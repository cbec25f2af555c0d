//! Script sandbox: loads one definition into a fresh restricted Lua state and
//! invokes its lifecycle hooks.
//!
//! Host failures travel through Lua as external errors and are classified
//! back into [`ErrorKind`]s here, at the hook boundary.

mod runtime;

use std::collections::BTreeMap;
use std::rc::Rc;

use mlua::prelude::*;
use thiserror::Error;
use tracing::debug;

use crate::build::{BuildContext, Phase};
use crate::consts::{ARCH_GLOBAL, INFO_GLOBAL, PKG_DIR_GLOBAL, PKG_VERSION_GLOBAL, SRC_DIR_GLOBAL};
use crate::definition::{DefinitionError, DefinitionSource, PackageDefinition, is_valid_version, parse_info};
use crate::error::ErrorKind;
use crate::host::{HostError, HostServices, HostState};
use crate::interrupt::{Interrupt, InterruptReason};

#[derive(Debug, Clone)]
pub struct SandboxConfig {
  /// Instructions between interrupt polls.
  pub instruction_interval: u32,
  /// Traceback lines kept in runtime error reports.
  pub traceback_lines: usize,
  /// Per-state Lua heap limit in bytes.
  pub memory_limit: Option<usize>,
}

impl Default for SandboxConfig {
  fn default() -> Self {
    Self {
      instruction_interval: 10_000,
      traceback_lines: 12,
      memory_limit: Some(512 * 1024 * 1024),
    }
  }
}

#[derive(Debug, Clone, PartialEq, Eq, Error)]
pub enum SandboxError {
  #[error("syntax error: {message}")]
  Parse { message: String },

  #[error("invalid definition: {0}")]
  Definition(#[from] DefinitionError),

  #[error("{message}")]
  Runtime { message: String, traceback: Option<String> },

  #[error("{message}")]
  Host { kind: ErrorKind, message: String },

  #[error("execution exceeded its time budget")]
  Timeout,

  #[error("execution was cancelled")]
  Cancelled,

  #[error("failed to initialise Lua state: {0}")]
  Init(String),
}

impl SandboxError {
  pub fn kind(&self) -> ErrorKind {
    match self {
      Self::Parse { .. } => ErrorKind::Parse,
      Self::Definition(_) => ErrorKind::Definition,
      Self::Runtime { .. } | Self::Init(_) => ErrorKind::Runtime,
      Self::Host { kind, .. } => *kind,
      Self::Timeout => ErrorKind::Timeout,
      Self::Cancelled => ErrorKind::Cancelled,
    }
  }
}

impl From<InterruptReason> for SandboxError {
  fn from(reason: InterruptReason) -> Self {
    match reason {
      InterruptReason::Cancelled => Self::Cancelled,
      InterruptReason::TimedOut => Self::Timeout,
    }
  }
}

/// Outcome of one hook invocation.
#[derive(Debug, Clone, PartialEq, Eq)]
pub enum HookResult {
  /// The definition has no hook for the phase.
  Absent,
  Completed,
  /// `VERSION` returned a version string.
  Version(String),
}

/// The lifecycle hooks a definition declared.
#[derive(Debug, Clone, Default)]
pub struct HookSet {
  hooks: BTreeMap<Phase, LuaFunction>,
}

impl HookSet {
  fn from_globals(globals: &LuaTable) -> Result<Self, SandboxError> {
    let mut hooks = BTreeMap::new();
    for phase in Phase::ALL {
      let value: LuaValue = globals
        .raw_get(phase.hook_name())
        .map_err(|e| SandboxError::Init(e.to_string()))?;
      match value {
        LuaValue::Nil => {}
        LuaValue::Function(func) => {
          hooks.insert(phase, func);
        }
        other => {
          return Err(
            DefinitionError::HookNotFunction {
              hook: phase.hook_name(),
              found: other.type_name().to_string(),
            }
            .into(),
          );
        }
      }
    }
    Ok(Self { hooks })
  }

  pub fn contains(&self, phase: Phase) -> bool {
    self.hooks.contains_key(&phase)
  }

  pub fn phases(&self) -> Vec<Phase> {
    self.hooks.keys().copied().collect()
  }
}

/// Creates sandboxes for one build. Each [`Sandbox::load`] starts from a fresh Lua state.
pub struct Sandbox {
  config: SandboxConfig,
  services: HostServices,
  interrupt: Interrupt,
}

impl Sandbox {
  pub fn new(config: SandboxConfig, services: HostServices, interrupt: Interrupt) -> Self {
    Self {
      config,
      services,
      interrupt,
    }
  }

  /// Executes the definition's top-level code and extracts `INFO` and hooks.
  pub fn load(&self, source: &DefinitionSource) -> Result<LoadedDefinition, SandboxError> {
    let host = Rc::new(HostState::new(self.services.clone(), self.interrupt.clone()));
    let runtime::Runtime { lua, context } =
      runtime::create_runtime(&self.config, &host, &self.interrupt).map_err(|e| SandboxError::Init(e.to_string()))?;

    lua
      .load(source.text())
      .set_name(format!("@{}", source.origin()))
      .exec()
      .map_err(|e| classify(&e, &self.interrupt, self.config.traceback_lines))?;

    let globals = lua.globals();
    let info: LuaValue = globals
      .raw_get(INFO_GLOBAL)
      .map_err(|e| SandboxError::Init(e.to_string()))?;
    let definition = parse_info(info)?;
    let hooks = HookSet::from_globals(&globals)?;
    if definition.version.is_some() && hooks.contains(Phase::Version) {
      return Err(DefinitionError::VersionConflict.into());
    }

    host.set_package(&definition.name);
    debug!(package = %definition.name, hooks = ?hooks.phases(), "definition loaded");

    Ok(LoadedDefinition {
      lua,
      host,
      context,
      definition,
      hooks,
      interrupt: self.interrupt.clone(),
      traceback_lines: self.config.traceback_lines,
    })
  }
}

/// A definition loaded into its own Lua state.
pub struct LoadedDefinition {
  lua: Lua,
  host: Rc<HostState>,
  context: LuaTable,
  definition: PackageDefinition,
  hooks: HookSet,
  interrupt: Interrupt,
  traceback_lines: usize,
}

impl LoadedDefinition {
  pub fn definition(&self) -> &PackageDefinition {
    &self.definition
  }

  pub fn hooks(&self) -> &HookSet {
    &self.hooks
  }

  /// Runs the hook for `phase` with `ctx` bound. Absent hooks do nothing.
  pub fn invoke(&self, phase: Phase, ctx: &BuildContext) -> Result<HookResult, SandboxError> {
    let Some(hook) = self.hooks.hooks.get(&phase) else {
      return Ok(HookResult::Absent);
    };
    if let Some(reason) = self.interrupt.reason() {
      return Err(reason.into());
    }

    self.bind_context(ctx).map_err(|e| self.classify(&e))?;
    self.host.activate(ctx);
    let result = hook.call::<LuaValue>(());
    self.host.deactivate();
    let value = result.map_err(|e| self.classify(&e))?;
    if let Err(e) = self.lua.gc_collect() {
      debug!(phase = %phase, error = %e, "garbage collection after hook failed");
    }

    if phase == Phase::Version {
      return version_result(value);
    }
    Ok(HookResult::Completed)
  }

  fn bind_context(&self, ctx: &BuildContext) -> LuaResult<()> {
    self.context.raw_set(ARCH_GLOBAL, ctx.arch().as_str())?;
    self
      .context
      .raw_set(SRC_DIR_GLOBAL, ctx.src_dir().to_string_lossy().into_owned())?;
    self
      .context
      .raw_set(PKG_DIR_GLOBAL, ctx.pkg_dir().to_string_lossy().into_owned())?;
    self.context.raw_set(PKG_VERSION_GLOBAL, ctx.version())?;
    Ok(())
  }

  fn classify(&self, err: &LuaError) -> SandboxError {
    classify(err, &self.interrupt, self.traceback_lines)
  }

  #[cfg(test)]
  pub(crate) fn eval<T: FromLuaMulti>(&self, chunk: &str) -> LuaResult<T> {
    self.lua.load(chunk).eval()
  }
}

fn version_result(value: LuaValue) -> Result<HookResult, SandboxError> {
  let runtime = |message: String| SandboxError::Runtime {
    message,
    traceback: None,
  };
  let version = match value {
    LuaValue::Nil => return Ok(HookResult::Completed),
    LuaValue::String(s) => s.to_string_lossy().trim().to_string(),
    LuaValue::Integer(i) => i.to_string(),
    LuaValue::Number(n) => n.to_string(),
    other => {
      return Err(runtime(format!(
        "VERSION must return a string, got {}",
        other.type_name()
      )));
    }
  };
  if version.is_empty() {
    return Err(runtime("VERSION returned an empty string".to_string()));
  }
  if !is_valid_version(&version) {
    return Err(runtime(format!("VERSION returned '{version}', which is not a valid version")));
  }
  Ok(HookResult::Version(version))
}

/// Maps a Lua error onto the taxonomy. A tripped interrupt wins over whatever
/// error the script saw while unwinding.
fn classify(err: &LuaError, interrupt: &Interrupt, traceback_lines: usize) -> SandboxError {
  if let Some(reason) = interrupt.reason() {
    return reason.into();
  }
  if let Some(host) = find_host_error(err) {
    return SandboxError::Host {
      kind: host.kind(),
      message: host.to_string(),
    };
  }
  match err {
    LuaError::SyntaxError { message, .. } => SandboxError::Parse {
      message: message.clone(),
    },
    LuaError::MemoryError(message) => SandboxError::Runtime {
      message: format!("memory limit exceeded: {message}"),
      traceback: None,
    },
    other => {
      let (message, traceback) = split_traceback(&other.to_string(), traceback_lines);
      SandboxError::Runtime { message, traceback }
    }
  }
}

fn find_host_error(err: &LuaError) -> Option<&HostError> {
  match err {
    LuaError::ExternalError(inner) => inner.downcast_ref::<HostError>(),
    LuaError::CallbackError { cause, .. } => find_host_error(cause),
    LuaError::WithContext { cause, .. } => find_host_error(cause),
    _ => None,
  }
}

const TRACEBACK_MARKER: &str = "stack traceback:";

/// Splits Lua's "message\nstack traceback:\n..." text and keeps at most
/// `max_lines` traceback lines.
fn split_traceback(text: &str, max_lines: usize) -> (String, Option<String>) {
  let Some(index) = text.find(TRACEBACK_MARKER) else {
    return (text.trim_end().to_string(), None);
  };
  let message = text[..index].trim_end().to_string();
  let frames: Vec<&str> = text[index + TRACEBACK_MARKER.len()..]
    .lines()
    .map(str::trim)
    .filter(|line| !line.is_empty())
    .collect();
  if frames.is_empty() {
    return (message, None);
  }
  let mut traceback = frames.iter().take(max_lines).copied().collect::<Vec<_>>().join("\n");
  if frames.len() > max_lines {
    traceback.push_str(&format!("\n... {} more", frames.len() - max_lines));
  }
  (message, Some(traceback))
}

§ **Assignment**: Output the lines of the records above exactly as they appear, from the line containing "String, traceback: Option<String>" through the line containing "a version string.".

§ **Finished exercise**:
  Runtime { message: String, traceback: Option<String> },

  #[error("{message}")]
  Host { kind: ErrorKind, message: String },

  #[error("execution exceeded its time budget")]
  Timeout,

  #[error("execution was cancelled")]
  Cancelled,

  #[error("failed to initialise Lua state: {0}")]
  Init(String),
}

impl SandboxError {
  pub fn kind(&self) -> ErrorKind {
    match self {
      Self::Parse { .. } => ErrorKind::Parse,
      Self::Definition(_) => ErrorKind::Definition,
      Self::Runtime { .. } | Self::Init(_) => ErrorKind::Runtime,
      Self::Host { kind, .. } => *kind,
      Self::Timeout => ErrorKind::Timeout,
      Self::Cancelled => ErrorKind::Cancelled,
    }
  }
}

impl From<InterruptReason> for SandboxError {
  fn from(reason: InterruptReason) -> Self {
    match reason {
      InterruptReason::Cancelled => Self::Cancelled,
      InterruptReason::TimedOut => Self::Timeout,
    }
  }
}

/// Outcome of one hook invocation.
#[derive(Debug, Clone, PartialEq, Eq)]
pub enum HookResult {
  /// The definition has no hook for the phase.
  Absent,
  Completed,
  /// `VERSION` returned a version string.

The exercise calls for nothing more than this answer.